In der „Grünen Mitte Ebertal“ sollen laut Leuner-Haverich 260 öffentlich geförderte Wohnungen entstehen. Um das zu ermöglichen, seinen Bundes- und Landesmittel ebenso notwendig wie der von der Stadt Göttingen zugesicherte Mietzuschuss von einem Euro pro Quadratmeter.

Oberbürgermeister Rolf-Georg Köhler. Quelle: Niklas Richter

Göttingens Oberbürgermeister Rolf-Georg Köhler (SPD) sagte angesichts der in Aussicht gestellten Mittel von Bund und Land für das Projekt Ebertal in Richtung Minister, SPD-Landtagsabgeordneten Gabriele Andretta und Gerd Hujahn sowie SPD-Bundestagsabgeordneten Thomas Oppermann: „Wenn ihr glaubt, das Geld reicht, dann täuscht ihr euch.“ Menschen drängten auch in den kommenden Jahren in die Städte, Wohnungen würden gebraucht und das Bedürfnis nach bezahlbarem Wohnraum steige, so Köhler.

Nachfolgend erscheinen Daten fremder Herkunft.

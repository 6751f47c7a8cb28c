//! Encoder fallback runner.
//!
//! Configurations are tried strictly in priority order; the first one that
//! completes without an external-tool failure wins. A failed attempt's
//! diagnostics are logged before the next configuration is tried, and no
//! partial output file survives a failed attempt.

use async_trait::async_trait;
use std::path::{Path, PathBuf};
use tracing::{info, warn};

use shortcast_models::EncoderConfig;

use crate::command::{FfmpegCommand, FfmpegRunner};
use crate::error::{MediaError, MediaResult};

/// The three source streams every encode consumes, in input order.
#[derive(Debug, Clone)]
pub struct EncodeSources {
    /// Input 0: background video
    pub background_video: PathBuf,
    /// Input 1: narration audio
    pub narration_audio: PathBuf,
    /// Input 2: ambient audio
    pub ambient_audio: PathBuf,
}

/// Seam for the external encode invocation.
///
/// The real implementation shells out to FFmpeg; tests script outcomes to
/// exercise the fallback order without a toolchain.
#[async_trait]
pub trait EncodeBackend: Send + Sync {
    async fn encode(
        &self,
        sources: &EncodeSources,
        filter_graph: &str,
        config: &EncoderConfig,
        output: &Path,
    ) -> MediaResult<()>;
}

/// FFmpeg-backed encode invocation.
#[derive(Debug, Default)]
pub struct FfmpegEncodeBackend;

impl FfmpegEncodeBackend {
    pub fn new() -> Self {
        Self
    }
}

#[async_trait]
impl EncodeBackend for FfmpegEncodeBackend {
    async fn encode(
        &self,
        sources: &EncodeSources,
        filter_graph: &str,
        config: &EncoderConfig,
        output: &Path,
    ) -> MediaResult<()> {
        let cmd = FfmpegCommand::new(output)
            .input(&sources.background_video)
            .input(&sources.narration_audio)
            .input(&sources.ambient_audio)
            .filter_complex(filter_graph)
            .map("[vout]")
            .map("[aout]")
            .output_args(config.to_output_args())
            .output_args(["-movflags", "+faststart"]);

        FfmpegRunner::new().run(&cmd).await
    }
}

/// Try encoder configurations in priority order until one succeeds.
///
/// Returns the configuration that produced the output. When every
/// configuration fails the partial output of the last attempt has already
/// been removed, so no corrupt artifact is left behind. A configuration
/// that failed is never retried within the same run.
pub async fn encode_with_fallback(
    backend: &dyn EncodeBackend,
    sources: &EncodeSources,
    filter_graph: &str,
    configs: &[EncoderConfig],
    output: &Path,
) -> MediaResult<EncoderConfig> {
    for config in configs {
        info!(encoder = %config.name, codec = %config.codec, "Trying encoder");

        match backend.encode(sources, filter_graph, config, output).await {
            Ok(()) => {
                info!(encoder = %config.name, output = %output.display(), "Encode succeeded");
                return Ok(config.clone());
            }
            Err(e) => {
                warn!(
                    encoder = %config.name,
                    diagnostics = e.diagnostics().unwrap_or(""),
                    "Encoder failed: {}",
                    e
                );
                // A failed attempt must not leave a partial artifact
                tokio::fs::remove_file(output).await.ok();
            }
        }
    }

    Err(MediaError::AllEncodersFailed {
        attempts: configs.len(),
    })
}
//! Shared data models for the shortcast pipeline.
//!
//! This crate provides Serde-serializable types for:
//! - Timed words and caption cues (SRT interchange)
//! - Encoder configurations and the fallback chain
//! - Content units and their publish lifecycle

pub mod caption;
pub mod content;
pub mod encoding;
pub mod timestamp;

// Re-export common types
pub use caption::{CaptionCue, CaptionTrack, SrtParseError, TimedWord, TranscriptSegment};
pub use content::{ContentUnit, PublishRunResult};
pub use encoding::{encoder_priority, EncoderConfig};
pub use timestamp::{format_subtitle_clock, parse_subtitle_clock, TimestampError};
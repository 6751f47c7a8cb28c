//! Narrated shorts worker binary.

use anyhow::Context;
use tracing::{error, info, warn};
use tracing_subscriber::{fmt, prelude::*, EnvFilter};

use shortcast_media::WhisperCli;
use shortcast_publish::{cleanup_uploaded, run_publish, JsonStateStore, YouTubeClient};
use shortcast_worker::{run_render_pass, WorkerConfig};

#[tokio::main]
async fn main() {
    // Install rustls crypto provider (required for TLS/HTTPS)
    rustls::crypto::ring::default_provider()
        .install_default()
        .expect("Failed to install rustls crypto provider");

    // Load environment variables
    dotenvy::dotenv().ok();

    // Initialize tracing with colored output for dev, JSON for production
    let use_json = std::env::var("LOG_FORMAT")
        .map(|v| v.to_lowercase() == "json")
        .unwrap_or(false);

    let env_filter = EnvFilter::from_default_env()
        .add_directive("shortcast=info".parse().unwrap());

    if use_json {
        tracing_subscriber::registry()
            .with(fmt::layer().json())
            .with(env_filter)
            .init();
    } else {
        tracing_subscriber::registry()
            .with(
                fmt::layer()
                    .with_ansi(true)
                    .with_target(true)
                    .with_thread_ids(false)
                    .with_file(false)
                    .with_line_number(false),
            )
            .with(env_filter)
            .init();
    }

    info!("Starting shortcast-worker");

    let config = WorkerConfig::from_env();
    info!("Worker config: {:?}", config);

    if let Err(e) = run(config).await {
        error!("Worker error: {:#}", e);
        std::process::exit(1);
    }

    info!("Worker run complete");
}

async fn run(config: WorkerConfig) -> anyhow::Result<()> {
    let store = JsonStateStore::new(&config.state_path);
    let transcriber = WhisperCli::new(&config.whisper_model);

    run_render_pass(&store, &transcriber, &config)
        .await
        .context("render pass failed")?;

    match YouTubeClient::from_env() {
        Ok(publisher) => {
            let result = run_publish(&store, &publisher, &config.publish_options())
                .await
                .context("publish pass failed")?;

            if result.stopped_early {
                warn!(
                    "Publishing halted early: {}",
                    result.reason.as_deref().unwrap_or("quota exhausted")
                );
            }
        }
        Err(e) => {
            warn!("Publishing skipped: {}", e);
        }
    }

    cleanup_uploaded(&store).await.context("cleanup failed")?;

    Ok(())
}
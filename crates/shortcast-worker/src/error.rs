//! Worker error types.

use thiserror::Error;

pub type WorkerResult<T> = Result<T, WorkerError>;

#[derive(Debug, Error)]
pub enum WorkerError {
    #[error("Configuration error: {0}")]
    ConfigError(String),

    #[error("Media error: {0}")]
    Media(#[from] shortcast_media::MediaError),

    #[error("Publish error: {0}")]
    Publish(#[from] shortcast_publish::PublishError),

    #[error("IO error: {0}")]
    Io(#[from] std::io::Error),
}

impl WorkerError {
    pub fn config_error(msg: impl Into<String>) -> Self {
        Self::ConfigError(msg.into())
    }
}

Sozialwohnungen in Göttingen

In Göttingen sind seit 2009 rund 600 Sozialwohnung weggefallen. Dem stehen nur knapp 500 neue geförderte Sozialwohnungen, die jetzt oder bald gebaut werden, gegenüber. „Trotz ,Bemühungen’ der Stadt Göttingen ein Minus von 113 Sozialwohnungen. Die 30-Prozent-Quote reicht nicht einmal um die Schmelze der Sozialwohnungen auszugleichen“, hatte der Göttinger Geograf Michael Mießner getwittert.

Fünf Millionen Euro für ersten Neubau

Fünf Millionen Euro kostet der erste Neubau, der nun als erstes an der Wörthstraße entstehen soll. 25 Zwei- bis Vier-Zimmer-Wohnungen, „hell und modern“, so Leuner-Haverich, hat das Gebäude. Es entsteht auf einer jetzigen Freifläche gebaut. 2020 sollen die ersten Mieter einziehen. Sie kommen aus den beiden angrenzenden alten Häusern. Leuner-Haverich sicherte zu, dass jetztige Mieter im Quartier auch wieder eine Wohnungen dort bekommen werden. Für Köhler ist so ein Versprechen bei aktuellen Bauvorhaben keine Selbstverständlichkeit.

Ansicht Ebertal Quelle: Swen Pförtner

Die alten Häuser sollen abgerissen und durch einen weiteren Neubau ersetzt werden. Abschnitt für Abschnitt erfolgt die Erneuerung des 1963 von der SWB aufgebauten Quartiers Ebertal. Dabei geht nicht nur um neue Häuser und Wohnungen, auch die Wege, Grünflächen und Parkplätze sollen neu sortiert werden, ein Quartiersplatz neben dem Rewe-Markt entstehen.